Liliac- l'inizio
Portoverde di Misano
17 Luglio 2007
Il giorno in cui tutto ebbe inizio, il
mare era straordinariamente trasparente, fin troppo per essere mare di
riviera. Valentina si lasciava cullare dalle onde gentili di quel
pomeriggio soleggiato, immaginando il cielo delle Maldive che la
circondava. Al suo fianco, anch'egli intento a giocare con l'acqua
cristallina, Davide sorrideva col viso rivolto verso il sole.
Capitava così di rado che si vedessero,
quei due antichi amici d'infanzia, che quel giorno di Luglio, con i
rispettivi genitori intenti nelle loro conversazioni, sembrava loro di
essere tornati indietro ai tempi della prima adolescenza.
Nuotarono fino al largo, immersi in un
blu profondissimo, e si accorsero appena di una leggera brezza che
spirava attorno a loro. Una brezza che in pochi minuti divenne forte
vento. Un vento caldo, pungente, che sapeva di zolfo, che affogava i
polmoni ed annebbiava la vista.
Non ebbero neppure il tempo di
guardarsi, e domandarsi l'un l'altra cosa stesse accadendo.Quel vento
trasportava con sè un'ondata di morte, di sogno angoscioso.
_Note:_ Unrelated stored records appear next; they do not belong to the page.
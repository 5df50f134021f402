//! WASM bindings for loan/lease document field extraction.
//!
//! Text comes from the host (pdf.js or similar); rules and hints are JSON
//! strings in the same format the CLI reads from disk.

use serde::Serialize;
use serde_wasm_bindgen::Serializer;
use wasm_bindgen::prelude::*;

use docsift_core::extract::validate::parse_amount as parse_decimal_amount;
use docsift_core::{DocumentPipeline, Hints, NoVariantPolicy, RuleSet};

/// Initialize panic hook for better error messages in console.
#[wasm_bindgen(start)]
pub fn init() {
    #[cfg(feature = "console_error_panic_hook")]
    console_error_panic_hook::set_once();
}

/// Version information.
#[wasm_bindgen]
pub fn version() -> String {
    env!("CARGO_PKG_VERSION").to_string()
}

/// Classify document text against a JSON rule set.
#[wasm_bindgen]
pub fn classify(text: &str, rules_json: &str) -> Result<JsValue, JsValue> {
    RuleEngine::new(rules_json)?.classify(text)
}

/// Classify document text and extract the matched variant's fields.
#[wasm_bindgen]
pub fn extract(text: &str, rules_json: &str) -> Result<JsValue, JsValue> {
    RuleEngine::new(rules_json)?.extract(text)
}

/// Run schema discovery over an array of page texts.
///
/// `hints_json` maps keys to pattern lists; the built-in hints are used
/// when it is omitted.
#[wasm_bindgen]
pub fn discover(pages: JsValue, hints_json: Option<String>) -> Result<JsValue, JsValue> {
    let pages: Vec<String> = serde_wasm_bindgen::from_value(pages)?;
    let hints = match hints_json {
        Some(json) => Hints::from_json_str(&json).map_err(to_js_error)?,
        None => Hints::default(),
    };

    to_js(&docsift_core::discover(pages, &hints))
}

/// Parse a currency amount such as "$1,234.50" into a plain decimal string.
#[wasm_bindgen]
pub fn parse_amount(amount: &str) -> Option<String> {
    parse_decimal_amount(amount).map(|d| d.to_string())
}

/// A parsed rule set, reused across documents.
#[wasm_bindgen]
pub struct RuleEngine {
    pipeline: DocumentPipeline,
}

#[wasm_bindgen]
impl RuleEngine {
    /// Parse a JSON rule set.
    #[wasm_bindgen(constructor)]
    pub fn new(rules_json: &str) -> Result<RuleEngine, JsValue> {
        let rules = RuleSet::from_json_str(rules_json).map_err(to_js_error)?;
        Ok(Self {
            pipeline: DocumentPipeline::new(rules),
        })
    }

    /// Variant ids in declaration order.
    #[wasm_bindgen(js_name = variantIds)]
    pub fn variant_ids(&self) -> Vec<String> {
        self.pipeline
            .rules()
            .variants()
            .iter()
            .map(|v| v.id.clone())
            .collect()
    }

    /// Extract with this variant when no variant matches; pass nothing to reject instead.
    #[wasm_bindgen(js_name = setFallback)]
    pub fn set_fallback(&mut self, variant_id: Option<String>) -> Result<(), JsValue> {
        let policy = match variant_id {
            Some(id) if self.pipeline.rules().get(&id).is_none() => {
                return Err(JsValue::from_str(&format!("unknown variant: {}", id)));
            }
            Some(id) => NoVariantPolicy::Fallback(id),
            None => NoVariantPolicy::Reject,
        };

        let pipeline = std::mem::replace(
            &mut self.pipeline,
            DocumentPipeline::new(RuleSet::default()),
        );
        self.pipeline = pipeline.with_policy(policy);
        Ok(())
    }

    #[wasm_bindgen]
    pub fn classify(&self, text: &str) -> Result<JsValue, JsValue> {
        let result = self.pipeline.classify(text).map_err(to_js_error)?;
        to_js(&result)
    }

    #[wasm_bindgen]
    pub fn extract(&self, text: &str) -> Result<JsValue, JsValue> {
        let result = self.pipeline.extract(text).map_err(to_js_error)?;
        to_js(&result)
    }

    /// Extract with a named variant, skipping classification.
    #[wasm_bindgen(js_name = extractWithVariant)]
    pub fn extract_with_variant(&self, text: &str, variant_id: &str) -> Result<JsValue, JsValue> {
        let result = self
            .pipeline
            .extract_with_variant(text, variant_id)
            .map_err(to_js_error)?;
        to_js(&result)
    }
}

/// Plain JS objects rather than `Map`s, so flattened field maps read naturally.
fn to_js<T: Serialize>(value: &T) -> Result<JsValue, JsValue> {
    value
        .serialize(&Serializer::json_compatible())
        .map_err(|e| JsValue::from_str(&e.to_string()))
}

fn to_js_error(e: impl std::fmt::Display) -> JsValue {
    JsValue::from_str(&e.to_string())
}

#[cfg(test)]
mod tests {
    use super::*;
    use wasm_bindgen_test::*;

    wasm_bindgen_test_configure!(run_in_browser);

    const RULES: &str = r#"{
        "variants": [
            {
                "variant_id": "lease",
                "identify": { "anchors_all_of": ["Lease Agreement"] },
                "extract": { "fields": {
                    "rent": { "strategy": "regex", "patterns": ["Rent:\\s*(\\S+)"] },
                    "currency": { "strategy": "literal", "value": "USD" }
                } }
            },
            { "variant_id": "generic", "extract": { "fields": {} } }
        ]
    }"#;

    #[wasm_bindgen_test]
    fn test_parse_amount() {
        assert_eq!(parse_amount("$1,234.50").as_deref(), Some("1234.50"));
        assert_eq!(parse_amount("n/a"), None);
    }

    #[wasm_bindgen_test]
    fn test_engine_variant_ids() {
        let engine = RuleEngine::new(RULES).unwrap();
        assert_eq!(engine.variant_ids(), vec!["lease", "generic"]);
    }

    #[wasm_bindgen_test]
    fn test_bad_rules_rejected() {
        assert!(RuleEngine::new("{").is_err());
    }

    #[wasm_bindgen_test]
    fn test_fallback_requires_known_variant() {
        let mut engine = RuleEngine::new(RULES).unwrap();
        assert!(engine.set_fallback(Some("missing".to_string())).is_err());
        assert!(engine.extract("Purchase Order").is_err());

        engine.set_fallback(Some("generic".to_string())).unwrap();
        assert!(engine.extract("Purchase Order").is_ok());
    }

    #[wasm_bindgen_test]
    fn test_extract_with_variant_runs_without_clock() {
        let engine = RuleEngine::new(RULES).unwrap();
        let value = engine.extract_with_variant("Rent: $900.00", "lease").unwrap();
        assert!(value.is_object());
    }

    #[wasm_bindgen_test]
    fn test_extract_returns_object() {
        let value = extract("LEASE AGREEMENT\nRent: $900.00", RULES).unwrap();
        assert!(value.is_object());
    }
}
Nell'attimo
in cui abbassarono lo sguardo, il mare divenne di un viola metallico,
guizzante di lampi nelle profondità, trasparente come vetro liquido.
Sotto di loro, videro chiaramente due
ombre gigantesche puntare dritto in superficie, nella loro direzione.
Quegli esseri, luminescenti di particelle cangianti, avvolti in
bargigli dello stesso colore del mare, parvero a Valentina grandi
quanto due meteore.
Annebbiata dall'odore di zolfo
nell'aria, non provò paura quando uno di essi le si avventò contro, e
col suo stesso peso sollevò un'ondata alta più dei grattacieli che si
affacciavano sul mare. Trasportata da quella muraglia d'acqua, fu
innalzata verso il cielo, e poi ricacciata giù, sballottata in quel
turbinare di schiuma.
Rimase sommersa per... per quanto?
Secondi? Minuti? Per lei non fece alcuna differenza. Era come se il suo
corpo, pervaso dallo sgomento, e da quel penetrante odore di uova
marce, si fosse totalmente dimenticato di avere bisogno di ossigeno per
vivere.
Osservava quei mostri mentre le
vorticavano attorno, mentre danzavano con l'eleganza di farfalle in
quell'oceano diventato sogno. La corrente creata dal colpo di coda di
una di quelle creature la sbalzò in superficie, e lei inspirò, espirò,
inspirò ancora quell'aria marcia finchè non si sentì completamente
sazia di zolfo bruciante.
Una nuova, violenta onda la riversò sul
letto di ghiaia che costituiva la spiaggia in quel tratto di costa. Le
sue mani strinsero i sassolini e vi si aggrapparono incerte, quasi
stentassero a credere che potesse esistere un mondo solido al di fuori
di quello vorticante del mare divenuto viola.
Si, è vero... esisteva un mondo fatto di
sassi, di sabbia, di asfalto e di rocce. Esisteva un mondo in cui lei
non era l'unica creatura vivente. E quando la sua mente si ricordò chi
era, e fu capace di ragionare di nuovo, allora venne assalita da un
terrore strisciante. Un terrore che mai aveva provato prima.
Urlò a gran voce il nome del suo amico,
solo per rendersi conto che dalla sua gola non usciva alcun suono.
Tossì, tossì ancora, riversa sulla ghiaia. Provò ad urlare di nuovo, e
questa volta il risultato fu un sommesso sussurro.
Credette che fosse un sogno, ma nessuno
venne a svegliarla. Si voltò lentamente, a scrutare per l'ultima volta
quel mare viola che aveva inghiottito il suo amico.
" Ancora un attimo" pensava "ancora un
attimo". Ma lui non fece mai più capolino da quei flutti. E si trovò a
pensare, in una parte non troppo profonda della sua mente, che Davide
si fosse mutato in un delfino, e fosse scivolato via al culmine della
felicità, gioioso di poter nuotare in un mare del colore del temporale.